Sunday fun
Yesterday was great. It started wonderfully well with my son Zed practically bouncing out of bed feeling zesty for the first time since his surgery.
He always has trouble deciding what to have for breakfast so, as usual, I had the combined fun and torture of watching him cycle back and forth between refrigerator and pantry, with lengthy meditations in front of the open freezer. He looks over and snaps: "stop WATCHING me!" I pretend to look the other way. He growls when he catches me watching again. I like this game. It's close to one we would play if one of us were in a high chair.
Then I walked Loki, my neighbor's gigantic chocolate lab, and for once he was not recalcitrant. He might even have been enthusiastic.
Then the elliptical trainer, set up in our little studio with a tv and Netflix DVDs to drive away the boredom. Was that a touch of drool on my chin as I gazed upon the perfect beauty of Tom Welling in "Smallville"? More proof I am becoming a lubricious old crone. "Somebody SAAAAVVVVVE me..."
(Part of the fun of watching Smallville is surfing over to TelevisionWithoutPity.com later to read the recaps done by Omar G., who detests the show and most everybody in it except the extremely evil and cute Lionel Luthor.
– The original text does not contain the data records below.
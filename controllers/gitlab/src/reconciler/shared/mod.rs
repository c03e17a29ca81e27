//! Translators for sub-resources that exist on both projects and groups
//!
//! Members, CI/CD variables, deploy tokens and access tokens behave the same
//! under `/projects/:id` and `/groups/:id`. Each translator here is generic
//! over a [`ScopedKind`], implemented by the project and group variants of
//! the kind, which tells it where the parent ID lives.

pub mod access_token;
pub mod deploy_token;
pub mod member;
pub mod shares;
pub mod variable;

use crate::error::ControllerError;
use crate::managed::translator::parent_id;
use crds::{IdOrPath, ManagedResource};
use gitlab_client::{Parent, ResourceId};

/// Owner scope of a shared sub-resource
#[derive(Debug, Clone, Copy, PartialEq, Eq)]
pub enum Scope {
    Project,
    Group,
}

impl Scope {
    /// Spec field naming the parent
    pub fn field(self) -> &'static str {
        match self {
            Scope::Project => "projectID",
            Scope::Group => "groupID",
        }
    }

    pub fn parent(self, id: ResourceId) -> Parent {
        match self {
            Scope::Project => Parent::Project(id),
            Scope::Group => Parent::Group(id),
        }
    }
}

/// A managed kind owned by a project or a group
pub trait ScopedKind: ManagedResource {
    /// Name used in error messages and metrics
    const NAME: &'static str;
    const SCOPE: Scope;

    fn parent_ref(params: &Self::Parameters) -> Option<&IdOrPath>;
}

/// The parent of a scoped object; *missing-parent-id* if unset
pub fn parent<K: ScopedKind>(mr: &K) -> Result<Parent, ControllerError> {
    let id = parent_id(K::parent_ref(mr.for_provider()), K::SCOPE.field())?;
    Ok(K::SCOPE.parent(id))
}

/// Implement [`ScopedKind`] for a kind whose parameters carry the parent ID
/// in `$field`
macro_rules! scoped_kind {
    ($kind:ty, $name:literal, $scope:expr, $field:ident) => {
        impl $crate::reconciler::shared::ScopedKind for $kind {
            const NAME: &'static str = $name;
            const SCOPE: $crate::reconciler::shared::Scope = $scope;

            fn parent_ref(params: &Self::Parameters) -> Option<&crds::IdOrPath> {
                params.$field.as_ref()
            }
        }
    };
}
pub(crate) use scoped_kind;
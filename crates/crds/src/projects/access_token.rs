//! ProjectAccessToken Custom Resource Definition

use crate::id_or_path::IdOrPath;
use crate::managed::{ManagedStatus, ResourceSpec};
use crate::shared::{AccessTokenObservation, AccessTokenParameters};
use kube::CustomResource;
use schemars::JsonSchema;
use serde::{Deserialize, Serialize};

/// ProjectAccessTokenSpec defines a project access token backed by a bot user.
///
/// Requires `writeConnectionSecretToRef`; the token is published there once.
#[derive(CustomResource, Debug, Clone, Serialize, Deserialize, JsonSchema)]
#[kube(
    group = "gitlab.microscaler.io",
    version = "v1alpha1",
    kind = "ProjectAccessToken",
    namespaced,
    status = "ProjectAccessTokenStatus"
)]
#[serde(rename_all = "camelCase")]
pub struct ProjectAccessTokenSpec {
    pub for_provider: ProjectAccessTokenParameters,

    #[serde(flatten)]
    pub resource_spec: ResourceSpec,
}

#[derive(Debug, Clone, Serialize, Deserialize, JsonSchema, PartialEq, Default)]
#[serde(rename_all = "camelCase")]
pub struct ProjectAccessTokenParameters {
    #[serde(rename = "projectID", default, skip_serializing_if = "Option::is_none")]
    pub project_id: Option<IdOrPath>,

    #[serde(flatten)]
    pub token: AccessTokenParameters,
}

pub type ProjectAccessTokenStatus = ManagedStatus<AccessTokenObservation>;

crate::managed_resource!(ProjectAccessToken, ProjectAccessTokenParameters, AccessTokenObservation);
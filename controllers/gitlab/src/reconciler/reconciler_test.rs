//! Unit tests for the reconcile state machine

#[cfg(test)]
mod tests {
    use crate::error::ControllerError;
    use crate::reconciler::Reconciler;
    use crate::reconciler::projects::{ProjectMemberTranslator, ProjectTranslator};
    use crate::test_utils::{Harness, bound, condition, managed, mark_deleted, patched, with_policies};
    use crds::{
        ConditionReason, ConditionStatus, ConditionType, FINALIZER, ManagedResource, Project, ProjectMember,
    };
    use gitlab_client::{GitLabClientTrait, MemberOptions, Parent, Project as RemoteProject, ResourceId};
    use kube::ResourceExt;
    use kube_runtime::controller::Action;
    use prometheus::Encoder;
    use std::time::Duration;

    fn project() -> Parent {
        Parent::Project(ResourceId::Numeric(1))
    }

    fn developer() -> ProjectMember {
        managed(
            "dev",
            "team-a",
            serde_json::json!({ "projectID": 1, "userID": 7, "accessLevel": 30 }),
        )
    }

    fn harness() -> Harness {
        let h = Harness::new();
        h.gitlab.add_project(RemoteProject {
            id: 1,
            path_with_namespace: "team-a/app".to_string(),
            ..Default::default()
        });
        h
    }

    async fn harness_with_member(access_level: i64) -> Harness {
        let h = harness();
        h.gitlab
            .add_member(
                &project(),
                &MemberOptions {
                    user_id: Some(7),
                    access_level: Some(access_level),
                    ..Default::default()
                },
            )
            .await
            .unwrap();
        h.gitlab.reset_calls();
        h
    }

    #[tokio::test]
    async fn test_first_reconcile_adds_finalizer() {
        let h = harness();
        let mut mr = developer();
        h.reconcile::<ProjectMemberTranslator>(&mut mr).await.unwrap();

        assert!(mr.has_finalizer());
        assert_eq!(mr.finalizers(), &[FINALIZER.to_string()]);
        assert_eq!(mr.external_name(), "7");
    }

    #[tokio::test]
    async fn test_empty_policies_pause_reconciliation() {
        let h = harness_with_member(10).await;
        let mut mr = with_policies(bound(developer(), "7"), &[]);

        let action = h.reconcile::<ProjectMemberTranslator>(&mut mr).await.unwrap();
        assert_eq!(action, Action::await_change());
        assert!(h.gitlab.calls().is_empty());
        assert!(!mr.has_finalizer());
        let synced = condition(&mr, ConditionType::Synced).unwrap();
        assert_eq!(synced.status, ConditionStatus::False);
        assert_eq!(synced.reason, ConditionReason::ReconcilePaused);
    }

    #[tokio::test]
    async fn test_observe_only_never_creates() {
        let h = harness();
        let mut mr = with_policies(developer(), &["Observe"]);

        let action = h.reconcile::<ProjectMemberTranslator>(&mut mr).await.unwrap();
        assert_eq!(action, Action::requeue(Duration::from_secs(60)));
        assert_eq!(h.gitlab.call_count("add_member"), 0);
        assert_eq!(mr.external_name(), "");
        let ready = condition(&mr, ConditionType::Ready).unwrap();
        assert_eq!(ready.reason, ConditionReason::Unavailable);
    }

    #[tokio::test]
    async fn test_observe_only_reports_drift_without_updating() {
        let h = harness_with_member(10).await;
        let mut mr = with_policies(bound(developer(), "7"), &["Observe"]);

        h.reconcile::<ProjectMemberTranslator>(&mut mr).await.unwrap();
        assert_eq!(h.gitlab.calls(), vec!["get_member"]);
        assert_eq!(h.gitlab.get_member(&project(), 7).await.unwrap().access_level, 10);
        let ready = condition(&mr, ConditionType::Ready).unwrap();
        assert_eq!(ready.status, ConditionStatus::True);
    }

    #[tokio::test]
    async fn test_late_init_requires_its_policy() {
        let h = harness();
        let mut mr: Project = with_policies(
            managed("demo", "team-a", serde_json::json!({ "name": "demo" })),
            &["Observe", "Create", "Update", "Delete"],
        );
        h.converge::<ProjectTranslator>(&mut mr).await;

        assert_eq!(mr.external_name(), "100");
        assert_eq!(mr.for_provider().default_branch, None);
        assert!(
            h.cluster
                .patches()
                .iter()
                .all(|p| p.patch.pointer("/spec/forProvider").is_none())
        );
    }

    #[tokio::test]
    async fn test_steady_state_observe_writes_nothing() {
        let h = harness();
        let mut mr = developer();
        h.converge::<ProjectMemberTranslator>(&mut mr).await;

        h.reconcile::<ProjectMemberTranslator>(&mut mr).await.unwrap();
        let observed = serde_json::to_value(mr.at_provider()).unwrap();
        let ready_at = condition(&mr, ConditionType::Ready).unwrap().last_transition_time;
        let synced_at = condition(&mr, ConditionType::Synced).unwrap().last_transition_time;

        h.gitlab.reset_calls();
        let action = h.reconcile::<ProjectMemberTranslator>(&mut mr).await.unwrap();
        assert_eq!(action, Action::requeue(Duration::from_secs(60)));
        assert_eq!(h.gitlab.calls(), vec!["get_member"]);
        assert!(h.cluster.patches().is_empty());
        assert_eq!(serde_json::to_value(mr.at_provider()).unwrap(), observed);
        assert_eq!(condition(&mr, ConditionType::Ready).unwrap().last_transition_time, ready_at);
        assert_eq!(condition(&mr, ConditionType::Synced).unwrap().last_transition_time, synced_at);
    }

    #[tokio::test]
    async fn test_orphan_policy_keeps_remote() {
        let h = harness();
        let mut mr = developer();
        h.converge::<ProjectMemberTranslator>(&mut mr).await;

        let mut mr = mark_deleted(patched(mr, &serde_json::json!({ "spec": { "deletionPolicy": "Orphan" } })));
        h.gitlab.reset_calls();
        let action = h.reconcile::<ProjectMemberTranslator>(&mut mr).await.unwrap();

        assert_eq!(action, Action::await_change());
        assert!(h.gitlab.calls().is_empty());
        assert!(!mr.has_finalizer());
        assert!(h.gitlab.get_member(&project(), 7).await.is_ok());
    }

    #[tokio::test]
    async fn test_deleted_object_without_finalizer_is_ignored() {
        let h = harness();
        let mut mr = mark_deleted(bound(developer(), "7"));

        let action = h.reconcile::<ProjectMemberTranslator>(&mut mr).await.unwrap();
        assert_eq!(action, Action::await_change());
        assert!(h.gitlab.calls().is_empty());
        assert!(h.cluster.patches().is_empty());
    }

    #[tokio::test]
    async fn test_unbound_object_releases_finalizer_on_delete() {
        let h = harness();
        h.gitlab.fail_on("add_member", 403, "403 Forbidden");
        let mut mr = developer();
        assert!(h.reconcile::<ProjectMemberTranslator>(&mut mr).await.is_err());
        assert!(mr.has_finalizer());
        assert_eq!(mr.external_name(), "");

        let mut mr = mark_deleted(mr);
        h.gitlab.reset_calls();
        h.reconcile::<ProjectMemberTranslator>(&mut mr).await.unwrap();
        assert!(h.gitlab.calls().is_empty());
        assert!(!mr.has_finalizer());
    }

    #[tokio::test]
    async fn test_delete_not_found_counts_as_success() {
        let h = harness();
        let mut mr = developer();
        h.converge::<ProjectMemberTranslator>(&mut mr).await;

        h.gitlab.fail_on("delete_member", 404, "404 Not found");
        let mut mr = mark_deleted(mr);
        let action = h.reconcile::<ProjectMemberTranslator>(&mut mr).await.unwrap();
        assert_eq!(action, Action::requeue(Duration::from_secs(5)));
    }

    #[tokio::test]
    async fn test_failed_delete_keeps_finalizer() {
        let h = harness();
        let mut mr = developer();
        h.converge::<ProjectMemberTranslator>(&mut mr).await;

        h.gitlab.fail_on("delete_member", 500, "boom");
        let mut mr = mark_deleted(mr);
        let err = h.reconcile::<ProjectMemberTranslator>(&mut mr).await.unwrap_err();
        assert!(err.to_string().starts_with("cannot delete project member: "));
        assert!(mr.has_finalizer());
        let synced = condition(&mr, ConditionType::Synced).unwrap();
        assert_eq!(synced.status, ConditionStatus::False);
    }

    #[tokio::test]
    async fn test_malformed_external_name_is_rejected() {
        let h = harness();
        let mut mr = bound(developer(), "alice");

        let err = h.reconcile::<ProjectMemberTranslator>(&mut mr).await.unwrap_err();
        assert!(matches!(err, ControllerError::InvalidExternalName { .. }));
        assert!(h.gitlab.calls().is_empty());
    }

    #[tokio::test]
    async fn test_missing_provider_config_is_reported() {
        let h = harness();
        let mut mr = patched(
            developer(),
            &serde_json::json!({ "spec": { "providerConfigRef": { "name": "missing" } } }),
        );

        let err = h.reconcile::<ProjectMemberTranslator>(&mut mr).await.unwrap_err();
        assert!(matches!(err, ControllerError::MissingProviderConfig(ref name) if name == "missing"));
        let synced = condition(&mr, ConditionType::Synced).unwrap();
        assert_eq!(synced.reason, ConditionReason::ReconcileError);
        assert!(synced.message.as_deref().unwrap_or_default().contains("missing"));
    }

    #[tokio::test]
    async fn test_error_backoff_grows_and_resets() {
        let h = harness_with_member(30).await;
        let mut mr = bound(developer(), "7");
        h.gitlab.fail_on("get_member", 503, "unavailable");

        assert!(h.reconcile::<ProjectMemberTranslator>(&mut mr).await.is_err());
        let minutes = |d: Duration| d.as_secs() / 60;
        assert_eq!(minutes(h.reconciler.error_requeue(&mr)), 1);
        assert_eq!(minutes(h.reconciler.error_requeue(&mr)), 1);
        assert_eq!(minutes(h.reconciler.error_requeue(&mr)), 2);

        h.gitlab.clear_failures();
        h.reconcile::<ProjectMemberTranslator>(&mut mr).await.unwrap();
        assert_eq!(minutes(h.reconciler.error_requeue(&mr)), 1);
        assert_eq!(Reconciler::object_key(&mr), "ProjectMember/team-a/dev");
    }

    #[tokio::test]
    async fn test_reconciles_are_counted() {
        let h = harness();
        let mut mr = developer();
        h.converge::<ProjectMemberTranslator>(&mut mr).await;

        let mut buffer = Vec::new();
        prometheus::TextEncoder::new()
            .encode(&h.reconciler.metrics.gather(), &mut buffer)
            .unwrap();
        let body = String::from_utf8(buffer).unwrap();
        assert!(body.contains("gitlab_provider_reconcile_total{kind=\"project member\",result=\"success\"} 2"));
        assert!(body.contains("operation=\"create\""));
    }
}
Here is Omar's recap for the episode I watched yesterday. Here is my earlier homage to Omar G., from my second week of blogging.)
Next, Zed was willing to sing with me in preparation for our expedition up north to Village Harmony Singing Camp (here's our concert schedule). He even liked it, which made my heart soar like an eagle...
Then Zed went off to his dad's house and I had fun dubbing songs from an old Macedonian LP for one of my students. This album has no title. It has no credits for the singers or musicians or songs. The front cover features photos of hideous cold-war area high-rise Bulgarian hotels arranged like the petals of a daisy; the back has extensive information (in Bulgarian) about the magnificence of industrial Bulgaria, black type on dark red backround.
Then I picked up my mentee and we spent the afternoon in a canoe on University Lake, since she so enjoyed the wafting last weekend.
When she's having a really good time, she asks every two minutes or so: "what time is it?" I used to think she was bored but now I know she is obsessively worrying about the fun minutes running out. So I keep saying, "there's tons more time."
We saw a big blue heron flap out of a shallow hidden place and, because the water is so high this year, we saw a lot of flooded bushes with pink flowers. The lake was peaceful and lovely. The paddling was easy until a wind came up.
The wind grew so strong that a small ten-year-old in the front of a canoe could not help me keep it facing in the right direction. In fact, despite our efforts the boat eventually swung a complete 180 degrees - so the simplest solution seemed to be to reverse directions on our seats and paddle the boat wrong way around for a while.
Along with asking what time it was, she kept asking if it were going to rain. "What do you think?" "Over there (points) it's going to rain; over here (points), sun." "Which are we going to get?" As perplexed as the weatherladies who prognosticate on tv and the economists who advise Alan Greenspan, but without their ability to equivocate, blather, and hedge, she is silent.
The eventual answer: after big wind -- rain.
Luckily, we had anticipated all possibilities. "Well, what if it DOES start to rain?" "Well, once we're wet it won't really matter, right?" "What if there's lightning and we're far from the dock?" "Then we can pull in on shore."
We triumphantly fought our way back to the dock, turned in our paddles, and went off to see the tortilla machine at the Armadillo Grill. I love that machine. We ate and then walked (in just a little rain) down towards Chapel Hill and there I spotted the paint-yer-own ceramic store (Paint the Earth) and it was open, so we went in and she painted a bear. And she finished three minutes before closing time! What luck! They'll fire it this week and we can pick it up next Sunday.
Then to the new satellite store of Mapleview Farms, best ice-cream in the area, for little sundaes. I don't like the day-glo maraschino cherries, so she ate hers and mine too.
On the way back to the car, talking about how nice it had been to spot that ceramics store and just instantly decide to go in, I got to yak a bit about "serendipity." She is patient with me and even a little interested in vocabulary.
It's been so long since I had a kid around who didn't already know what serendipity is! It's been so long since I watched a little head, bent happily over clay and paints, with a sober and absorbed expression, making hearts and shooting stars! I'm so glad I joined the mentor program.
At home, sunburned and a little sore - not because of paddling, but because Loki knocked me down hard that morning when he went from zero to sixty, suddenly, taking off after a cat - I marvelled at all the blessings that can be packed into one day.